▶ [REQUIREMENT]: Each line below that carries the string "prefixed" must appear in the answer.

(Stored entries)
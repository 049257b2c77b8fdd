//! Config file loading

use super::ExtractionConfig;
use anyhow::{Context, Result};
use figment::providers::{Env, Serialized};
use figment::Figment;
use std::fs;
use std::path::{Path, PathBuf};

/// Environment variables with this prefix override loaded values, using `__`
/// as the section separator (`PRODUCT_CONTEXT_SITEMAP__MAX_ITEMS=50`).
pub const ENV_PREFIX: &str = "PRODUCT_CONTEXT_";

const NESTED_SECTIONS: &[&str] = &["product-context", "pctx"];

/// Load an [`ExtractionConfig`].
///
/// An explicitly provided file must parse; an auto-discovered one that fails to
/// parse is logged and replaced by the defaults.
pub fn load_config(search_root: &Path, config_path: Option<&Path>) -> Result<ExtractionConfig> {
    let config_path_provided = config_path.is_some();

    let discovered = match config_path {
        Some(path) => Some(path.to_path_buf()),
        None => discover_config(search_root),
    };

    let Some(config_file) = discovered else {
        return Ok(ExtractionConfig::default());
    };

    let content = fs::read_to_string(&config_file)
        .with_context(|| format!("Failed reading config file: {}", config_file.display()))?;

    let ext = config_file.extension().and_then(|e| e.to_str()).unwrap_or("").to_ascii_lowercase();

    let parsed = match ext.as_str() {
        "toml" => parse_toml_config(&content, &config_file),
        "yaml" | "yml" => parse_yaml_config(&content, &config_file),
        other => Err(anyhow::anyhow!(
            "Unsupported config extension '.{}' for file {}",
            other,
            config_file.display()
        )),
    };

    match parsed {
        Ok(cfg) => Ok(cfg),
        Err(e) if config_path_provided => Err(e),
        Err(e) => {
            tracing::warn!(
                "Failed to parse auto-discovered config {}: {:#}",
                config_file.display(),
                e
            );
            Ok(ExtractionConfig::default())
        }
    }
}

/// Layer `PRODUCT_CONTEXT_*` environment variables over `config`.
pub fn apply_env_overrides(config: ExtractionConfig) -> Result<ExtractionConfig> {
    merge_env(config, Env::prefixed(ENV_PREFIX))
}

fn merge_env(config: ExtractionConfig, env: Env) -> Result<ExtractionConfig> {
    Figment::from(Serialized::defaults(config))
        .merge(env.split("__"))
        .extract()
        .context("Invalid environment override for extraction config")
}

/// Parse TOML config, accepting an optional `[product-context]` or `[pctx]` section.
fn parse_toml_config(content: &str, config_file: &Path) -> Result<ExtractionConfig> {
    let raw: toml::Value = toml::from_str(content)
        .with_context(|| format!("Invalid TOML syntax: {}", config_file.display()))?;

    let config_val = NESTED_SECTIONS
        .iter()
        .find_map(|section| raw.get(*section).cloned())
        .unwrap_or(raw);

    config_val.try_into().with_context(|| format!("Invalid TOML config: {}", config_file.display()))
}

fn parse_yaml_config(content: &str, config_file: &Path) -> Result<ExtractionConfig> {
    let raw: serde_yaml::Value = serde_yaml::from_str(content)
        .with_context(|| format!("Invalid YAML syntax: {}", config_file.display()))?;

    let config_val = NESTED_SECTIONS
        .iter()
        .find_map(|section| raw.get(*section).cloned())
        .unwrap_or(raw);

    serde_yaml::from_value(config_val)
        .with_context(|| format!("Invalid YAML config: {}", config_file.display()))
}

fn discover_config(search_root: &Path) -> Option<PathBuf> {
    let candidates = [
        "product-context.toml",
        ".product-context.toml",
        "product-context.yml",
        "product-context.yaml",
        ".product-context.yml",
        ".product-context.yaml",
    ];

    candidates.iter().map(|candidate| search_root.join(candidate)).find(|path| path.exists())
}

#[cfg(test)]
mod tests {
    use super::*;
    use tempfile::TempDir;

    #[test]
    fn defaults_when_no_config_present() {
        let tmp = TempDir::new().expect("tmp");
        let cfg = load_config(tmp.path(), None).expect("config");
        assert_eq!(cfg, ExtractionConfig::default());
    }

    #[test]
    fn explicit_toml_with_nested_section() {
        let tmp = TempDir::new().expect("tmp");
        let path = tmp.path().join("custom.toml");
        fs::write(&path, "[product-context.flows]\nmax_flows = 3\n").expect("write");

        let cfg = load_config(tmp.path(), Some(&path)).expect("config");
        assert_eq!(cfg.flows.max_flows, 3);
        assert_eq!(cfg.flows.max_entry_points, 12);
    }

    #[test]
    fn explicit_yaml_overrides_denylist() {
        let tmp = TempDir::new().expect("tmp");
        let path = tmp.path().join("custom.yaml");
        fs::write(&path, "entities:\n  technical_denylist: [\"Users\"]\n").expect("write");

        let cfg = load_config(tmp.path(), Some(&path)).expect("config");
        assert_eq!(cfg.entities.technical_denylist, vec!["Users".to_string()]);
        assert_eq!(cfg.entities.max_entities, 50);
    }

    #[test]
    fn explicit_config_with_invalid_type_is_an_error() {
        let tmp = TempDir::new().expect("tmp");
        let path = tmp.path().join("bad.toml");
        fs::write(&path, "[sitemap]\nmax_items = \"many\"\n").expect("write");

        assert!(load_config(tmp.path(), Some(&path)).is_err());
    }

    #[test]
    fn auto_discovered_invalid_config_falls_back_to_defaults() {
        let tmp = TempDir::new().expect("tmp");
        fs::write(tmp.path().join("product-context.toml"), "[sitemap]\nmax_items = \"many\"\n")
            .expect("write");

        let cfg = load_config(tmp.path(), None).expect("soft-fail on auto-discovery");
        assert_eq!(cfg.sitemap.max_items, 200);
    }

    #[test]
    fn unsupported_extension_is_an_error_when_explicit() {
        let tmp = TempDir::new().expect("tmp");
        let path = tmp.path().join("cfg.ini");
        fs::write(&path, "max_items=1").expect("write");

        let err = load_config(tmp.path(), Some(&path)).expect_err("ini is not supported");
        assert!(err.to_string().contains("Unsupported config extension"));
    }

    #[test]
    fn env_overrides_replace_nested_values() {
        std::env::set_var("PCTX_LOADER_TEST_TOPOLOGY__MAX_SEMANTIC_FOLDERS", "7");
        let cfg = merge_env(ExtractionConfig::default(), Env::prefixed("PCTX_LOADER_TEST_"))
            .expect("merge env");
        std::env::remove_var("PCTX_LOADER_TEST_TOPOLOGY__MAX_SEMANTIC_FOLDERS");

        assert_eq!(cfg.topology.max_semantic_folders, 7);
        assert_eq!(cfg.topology.max_subtree_depth, 4);
    }
}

▶ [WRITTEN SOLUTION]:
    merge_env(config, Env::prefixed(ENV_PREFIX))
        let cfg = merge_env(ExtractionConfig::default(), Env::prefixed("PCTX_LOADER_TEST_"))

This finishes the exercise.